With one week remaining before the end of the financial year, Menendez’s indictment has sparked furious calls from rights groups and lobbyists in Washington demanding that US lawmakers withhold on national security grounds a further $235m in military aid to Egypt that was previously approved by the Biden administration earlier this month.
“According to the three-count indictment, while enriching himself, Menendez used his position to prioritize the wants of Egypt’s corrupt and brutal government and security services,” said the Washington-based group the Freedom Initiative, which focuses on political prisoners held across the Middle East.
“The indictment alleges significant efforts by the Egyptian government to improperly influence US policy and law. President Biden and his administration should demand an accounting from the Egyptian government and announce a review of the bilateral relationship.”
Seth Binder, advocacy director at the Project on Middle East Democracy in Washington, said that his organisation would be among those pressing lawmakers to withhold the military aid to Egypt in light of the accusations against Senator Menendez and revelations around Egyptian interference in US policy.

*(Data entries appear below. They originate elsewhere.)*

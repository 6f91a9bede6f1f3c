//! Expression-shape facets: operators, numerics, boolean forms and
//! statement layout

use canonize_syntax::visit::{
    block_sites, child_blocks, find_exprs, walk_body, walk_expr, walk_stmt, Visitor,
};
use canonize_syntax::{print_expr, BinOp, Expr, Stmt};

use super::Analysis;
use crate::idioms;
use crate::value::{Algebraic, Logical, Numerical};

fn function_exprs<'m>(analysis: &Analysis<'m>, pred: impl Fn(&Expr) -> bool) -> Vec<&'m Expr> {
    analysis
        .module
        .functions()
        .flat_map(|def| find_exprs(&def.body, &pred))
        .collect()
}

fn count(analysis: &Analysis<'_>, pred: impl Fn(&Expr) -> bool) -> usize {
    function_exprs(analysis, pred).len()
}

fn augmented_ops(analysis: &Analysis<'_>) -> Vec<BinOp> {
    analysis
        .module
        .functions()
        .flat_map(|def| {
            block_sites(&def.body, |b, i| matches!(b[i], Stmt::AugAssign { .. }))
                .into_iter()
                .filter_map(|(block, i)| match &block[i] {
                    Stmt::AugAssign { op, .. } => Some(*op),
                    _ => None,
                })
        })
        .collect()
}

pub(crate) fn algebraic(analysis: &Analysis<'_>) -> Algebraic {
    let mut result = Algebraic::default();
    for def in analysis.module.functions() {
        let params: Vec<&str> = def.param_names().collect();
        for expr in find_exprs(&def.body, |e| matches!(e, Expr::BinOp { .. })) {
            if let Expr::BinOp { op, .. } = expr {
                *result.operators.entry(op.symbol().to_string()).or_default() += 1;
            }
            if let Some(signature) = idioms::commutative_signature(expr, &params) {
                result.commutative_orders.push(signature);
            }
            if idioms::is_identity_operation(expr) {
                result.identity_operations += 1;
            }
        }
    }
    for op in augmented_ops(analysis) {
        *result.operators.entry(op.symbol().to_string()).or_default() += 1;
    }
    result
}

fn is_binop(expr: &Expr, wanted: BinOp) -> bool {
    matches!(expr, Expr::BinOp { op, .. } if *op == wanted)
}

fn is_call_to(expr: &Expr, names: &[&str]) -> bool {
    match expr {
        Expr::Call { func, .. } => match &**func {
            Expr::Name(name) => names.contains(&name.as_str()),
            Expr::Attribute { attr, .. } => names.contains(&attr.as_str()),
            _ => false,
        },
        _ => false,
    }
}

pub(crate) fn numerical(analysis: &Analysis<'_>) -> Numerical {
    let augmented = augmented_ops(analysis);
    let with_augmented = |op: BinOp| {
        count(analysis, |e| is_binop(e, op)) + augmented.iter().filter(|a| **a == op).count()
    };
    Numerical {
        true_divisions: with_augmented(BinOp::Div),
        floor_divisions: with_augmented(BinOp::FloorDiv),
        truncating_divisions: count(analysis, idioms::is_truncating_division),
        modulos: with_augmented(BinOp::Mod),
        powers: with_augmented(BinOp::Pow),
        self_multiplications: count(analysis, idioms::is_self_multiplication),
        float_literals: count(analysis, |e| matches!(e, Expr::Float(_))),
        int_casts: count(analysis, |e| matches!(e, Expr::Call { func, .. } if func.is_name("int"))),
        float_casts: count(analysis, |e| {
            matches!(e, Expr::Call { func, .. } if func.is_name("float"))
        }),
        rounding_calls: count(analysis, |e| is_call_to(e, &["ceil", "floor", "round"])),
    }
}

#[derive(Default)]
struct Conditions {
    printed: Vec<String>,
}

impl<'ast> Visitor<'ast> for Conditions {
    fn visit_stmt(&mut self, stmt: &'ast Stmt) {
        match stmt {
            Stmt::If { test, .. } | Stmt::While { test, .. } | Stmt::Assert { test, .. } => {
                self.printed.push(print_expr(test));
            }
            _ => {}
        }
        walk_stmt(self, stmt);
    }

    fn visit_expr(&mut self, expr: &'ast Expr) {
        if let Expr::IfExp { test, .. } = expr {
            self.printed.push(print_expr(test));
        }
        walk_expr(self, expr);
    }
}

pub(crate) fn logical(analysis: &Analysis<'_>) -> Logical {
    let normalized_conditions = analysis.enhanced.then(|| {
        let mut conditions = Conditions::default();
        for def in analysis.module.functions() {
            walk_body(&mut conditions, &def.body);
        }
        conditions.printed
    });
    Logical {
        length_empty_checks: count(analysis, idioms::is_length_check),
        truthiness_negations: count(analysis, idioms::is_negated_truthiness),
        bool_literal_comparisons: count(analysis, idioms::is_bool_literal_comparison),
        negated_comparisons: count(analysis, idioms::is_negated_comparison),
        boolean_operators: count(analysis, |e| matches!(e, Expr::BoolOp { .. })),
        normalized_conditions,
    }
}

/// Operator skeleton with every leaf erased
fn skeleton(expr: &Expr) -> String {
    match expr {
        Expr::BinOp { left, op, right } => {
            format!("({} {} {})", op.symbol(), skeleton(left), skeleton(right))
        }
        Expr::BoolOp { op, left, right } => {
            format!("({} {} {})", op.symbol(), skeleton(left), skeleton(right))
        }
        Expr::Unary { op, operand } => format!("({} {})", op.symbol(), skeleton(operand)),
        Expr::Compare {
            left,
            ops,
            comparators,
        } => {
            let ops: Vec<&str> = ops.iter().map(|op| op.symbol()).collect();
            let operands: Vec<String> = std::iter::once(&**left)
                .chain(comparators)
                .map(skeleton)
                .collect();
            format!("({} {})", ops.join(" "), operands.join(" "))
        }
        Expr::Call { args, .. } if args.is_empty() => "(call)".to_string(),
        Expr::Call { args, .. } => {
            let args: Vec<String> = args.iter().map(|arg| skeleton(arg.value())).collect();
            format!("(call {})", args.join(" "))
        }
        Expr::IfExp { test, body, orelse } => format!(
            "(if {} {} {})",
            skeleton(test),
            skeleton(body),
            skeleton(orelse)
        ),
        _ => "_".to_string(),
    }
}

pub(crate) fn operator_precedence(analysis: &Analysis<'_>) -> Vec<String> {
    let mut skeletons = Vec::new();
    for def in analysis.module.functions() {
        for (block, i) in block_sites(&def.body, |_, _| true) {
            match &block[i] {
                Stmt::Return(Some(value)) | Stmt::Expr(value) | Stmt::Assign { value, .. } => {
                    skeletons.push(skeleton(value));
                }
                Stmt::AugAssign { op, value, .. } => {
                    skeletons.push(format!("({}= _ {})", op.symbol(), skeleton(value)));
                }
                _ => {}
            }
        }
    }
    skeletons
}

fn ordering(block: &[Stmt], depth: usize, out: &mut Vec<String>) {
    for stmt in block {
        out.push(format!("{depth}:{}", stmt.kind_name()));
        for child in child_blocks(stmt) {
            ordering(child, depth + 1, out);
        }
    }
}

pub(crate) fn statement_ordering(analysis: &Analysis<'_>) -> Vec<String> {
    let mut out = Vec::new();
    ordering(&analysis.module.body, 0, &mut out);
    out
}

#[cfg(test)]
mod tests {
    use super::*;
    use canonize_syntax::{alpha_normalize, parse_module};
    use pretty_assertions::assert_eq;

    fn analyse<T>(source: &str, f: impl Fn(&Analysis<'_>) -> T) -> T {
        let module = alpha_normalize(&parse_module(source).unwrap());
        let analysis = Analysis {
            module: &module,
            entry: module.primary_function(),
            enhanced: true,
        };
        f(&analysis)
    }

    #[test]
    fn operand_order_is_recorded() {
        let a = analyse("def f(n):\n    return n * 2\n", algebraic);
        let b = analyse("def f(n):\n    return 2 * n\n", algebraic);
        assert_eq!(a.operators, b.operators);
        assert_eq!(a.commutative_orders, vec!["*:param0,literal"]);
        assert_eq!(b.commutative_orders, vec!["*:literal,param0"]);
    }

    #[test]
    fn swapped_parameters_sign_differently() {
        let a = analyse("def f(a, b):\n    t = a\n    return b + t\n", algebraic);
        let b = analyse("def f(a, b):\n    return b + a\n", algebraic);
        assert_eq!(a.commutative_orders, vec!["+:param1,name"]);
        assert_eq!(b.commutative_orders, vec!["+:param1,param0"]);
    }

    #[test]
    fn augmented_operators_count() {
        let a = analyse("def f(xs):\n    t = 0\n    for x in xs:\n        t += x + 0\n    return t\n", algebraic);
        assert_eq!(a.operators["+"], 2);
        assert_eq!(a.identity_operations, 1);
    }

    #[test]
    fn numeric_forms() {
        let n = analyse("def f(a, b):\n    return int(a / b) + a ** 2 + b * b + 0.5\n", numerical);
        assert_eq!(n.true_divisions, 1);
        assert_eq!(n.truncating_divisions, 1);
        assert_eq!(n.powers, 1);
        assert_eq!(n.self_multiplications, 1);
        assert_eq!(n.float_literals, 1);
        assert_eq!(n.int_casts, 1);
    }

    #[test]
    fn boolean_forms() {
        let l = analyse(
            "def f(xs, ok):\n    if len(xs) == 0 or ok == True:\n        return not xs\n    return not (xs < 1)\n",
            logical,
        );
        assert_eq!(l.length_empty_checks, 1);
        assert_eq!(l.bool_literal_comparisons, 1);
        assert_eq!(l.truthiness_negations, 1);
        assert_eq!(l.negated_comparisons, 1);
        assert_eq!(l.boolean_operators, 1);
        assert_eq!(
            l.normalized_conditions,
            Some(vec!["len(_v0) == 0 or _v1 == True".to_string()])
        );
    }

    #[test]
    fn grouping_changes_the_skeleton() {
        let right = analyse("def f(a, b, c):\n    return a + (b + c)\n", operator_precedence);
        let left = analyse("def f(a, b, c):\n    return a + b + c\n", operator_precedence);
        assert_eq!(right, vec!["(+ _ (+ _ _))"]);
        assert_eq!(left, vec!["(+ (+ _ _) _)"]);
    }

    #[test]
    fn ordering_records_depth() {
        let order = analyse(
            "def f(x):\n    if x:\n        print(x)\n    return x\n",
            statement_ordering,
        );
        assert_eq!(order, vec!["0:def", "1:if", "2:expr", "1:return"]);
    }
}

“This is a rare thing; Congress jumping in like this is not commonly done. But also the information in the indictment is quite unusual,” he said.
He added: “We often hear that using military aid as leverage won’t work, as the Egyptian government doesn’t really care about the assistance. This indictment should put that argument to bed, it has clearly been proven false.”
Among the details in the indictment against Menendez are text messages to his wife, Nadine Menendez, which were passed on to Egyptian officials, specifying sensitive information regarding staff at the US embassy in Cairo. The accusations also include examples of Menendez communicating with Egyptian officials, via his wife, about his personal approval of specific arms sales to Egypt.
“Asking for names and individuals working at an embassy: that part is truly scandalous to my mind,” said Binder. “We know that Egypt is regularly trying to harass Egyptian nationals that work at foreign embassies, to use them to gather intelligence and information. Playing a part in that is really dirty.”
The extensive allegations against Menendez appear likely to affect multiple areas of US foreign policy, while also emboldening rights groups who have long complained of the Biden administration’s broken promises on Egypt. As a candidate, Biden promised “no blank cheques” for Sisi, belied by increasingly warm relations once he took office.